Luna listened, both sickened and enthralled, as Tara detailed how the Vaults had been designed, not as sanctuaries, but as part of a massive sociological experiment. Some operated as advertised; protecting their inhabitants until the world was safe enough for them to emerge, then serving as a base upon which a new settlement could be built, but they were the lucky few. The vast majority of the Vaults were each designed around a unique and inhumane experiment, ranging from the relatively practical to the outright sadistic. The Enclave themselves had ridden out the end of the world by retreating to their own special facilities, including an offshore oil rig.
Next, Tara described how, much to Luna’s surprise, some people had actually managed to survive the nuclear apocalypse despite not being in a Vault. Many of those survivors had even managed, against all odds, to found their own settlements and factions in the wake of civilization’s demise.
One of the many factions that rose to prominence was a group of military remnants calling themselves the Brotherhood of Steel. Luna had to appreciate their taste in names. Unfortunately, as Sienna pointed out with thinly-veiled venom, the Enclave was just as twisted and bent on control as it had ever been and, after over two hundred years, they decided the time was ripe to retake what they saw as rightfully theirs. Naturally, the Enclave and the burgeoning Brotherhood of Steel came into conflict, and began a war that lasted on and off for decades.
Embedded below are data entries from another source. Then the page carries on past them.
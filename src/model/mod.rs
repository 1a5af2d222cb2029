//! # Resource Models
//!
//! Maps typed records onto an adapter. Model and field names are translated
//! to storage names with the adapter's naming conventions, so the same model
//! works against any backend.

pub mod errors;
pub mod repository;
pub mod file_item;

pub use errors::{ModelError, ModelResult};
pub use repository::{Repository, Resource};
pub use file_item::FileItem;
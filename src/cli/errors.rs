//! CLI-specific error types
//!
//! Every CLI error ends the process with a non-zero exit code.

use std::fmt;
use std::io;

/// CLI error codes
#[derive(Debug, Clone, PartialEq, Eq)]
pub enum CliErrorCode {
    /// Configuration file error
    ConfigError,
    /// Adapter could not be built
    AdapterError,
    /// Runtime or listener could not start
    ServeFailed,
}

impl CliErrorCode {
    /// Get the error code string
    pub fn code(&self) -> &'static str {
        match self {
            Self::ConfigError => "FS_CLI_CONFIG_ERROR",
            Self::AdapterError => "FS_CLI_ADAPTER_ERROR",
            Self::ServeFailed => "FS_CLI_SERVE_FAILED",
        }
    }
}

/// CLI error
#[derive(Debug)]
pub struct CliError {
    code: CliErrorCode,
    message: String,
}

impl CliError {
    /// Create a new CLI error
    pub fn new(code: CliErrorCode, message: impl Into<String>) -> Self {
        Self {
            code,
            message: message.into(),
        }
    }

    pub fn config_error(msg: impl Into<String>) -> Self {
        Self::new(CliErrorCode::ConfigError, msg)
    }

    pub fn adapter_error(msg: impl Into<String>) -> Self {
        Self::new(CliErrorCode::AdapterError, msg)
    }

    pub fn serve_failed(msg: impl Into<String>) -> Self {
        Self::new(CliErrorCode::ServeFailed, msg)
    }

    /// Get the error code
    pub fn code(&self) -> &CliErrorCode {
        &self.code
    }

    /// Get the error message
    pub fn message(&self) -> &str {
        &self.message
    }
}

impl fmt::Display for CliError {
    fn fmt(&self, f: &mut fmt::Formatter<'_>) -> fmt::Result {
        write!(f, "{}: {}", self.code.code(), self.message)
    }
}

impl std::error::Error for CliError {}

impl From<io::Error> for CliError {
    fn from(e: io::Error) -> Self {
        Self::serve_failed(e.to_string())
    }
}

/// CLI result type
pub type CliResult<T> = Result<T, CliError>;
Then the Rainbooms arrived. The Diviner dropped them into a Vault, one that, Luna thanked her lucky stars, had simply been given an order to never open under any circumstances, rather than one of the more twisted Vaults. Her relief was short-lived, as Tara went on to explain how the Rainbooms had escaped, wandered across the Wastes, and finally came into contact with the Enclave.
“You kidnapped them?!” Luna spat angrily.
“Believe me, that was never our intention,” Tara insisted. “We put a request in with our previous President for a meeting to be arranged with the Rainbooms, and he turned the responsibility of facilitating that over to our military leader. At the time, that was a man named Colonel Autumn.”
“A bull-headed tyrant who firmly believes that might makes right,” Sienna scoffed.
Tara nodded. “Colonel Autumn didn’t seem to realise that we wanted to open a peaceful dialogue with the Rainbooms, and decided to go in with full force and subdue them before delivering them to us. Don’t worry, they weren’t injured,” she added quickly, seeing the expression on Luna’s face.
“Why did you even want to talk to them in the first place?” Trixie asked.
Sienna gestured vaguely around the room. “When we discovered that travel between alternate realities was possible, Project Exodus was immediately revived. The top brass were ecstatic to find a world that wasn’t plagued by war as ours is.”
Luna stared at the women incredulously. “You can’t honestly believe that any of the governments in our world would even consider allowing a group like the Enclave to come to our world?!”
“The version of events our brass gave you would have been heavily sanitized,” Sienna said in a bored tone. A slow smirk spread across her face. “Still, thanks to the Rainbooms, things quickly got very interesting.”
The two doctors went on to tell of daring escapes, horrific battles, conspiracies, and magical experiments, all culminating in a military coup and an all-out deathmatch between the Brotherhood of Steel, the remnants of the Enclave, and those who realigned themselves to stand with Project Exodus. Naturally, the Rainbooms were right at the heart of all of it.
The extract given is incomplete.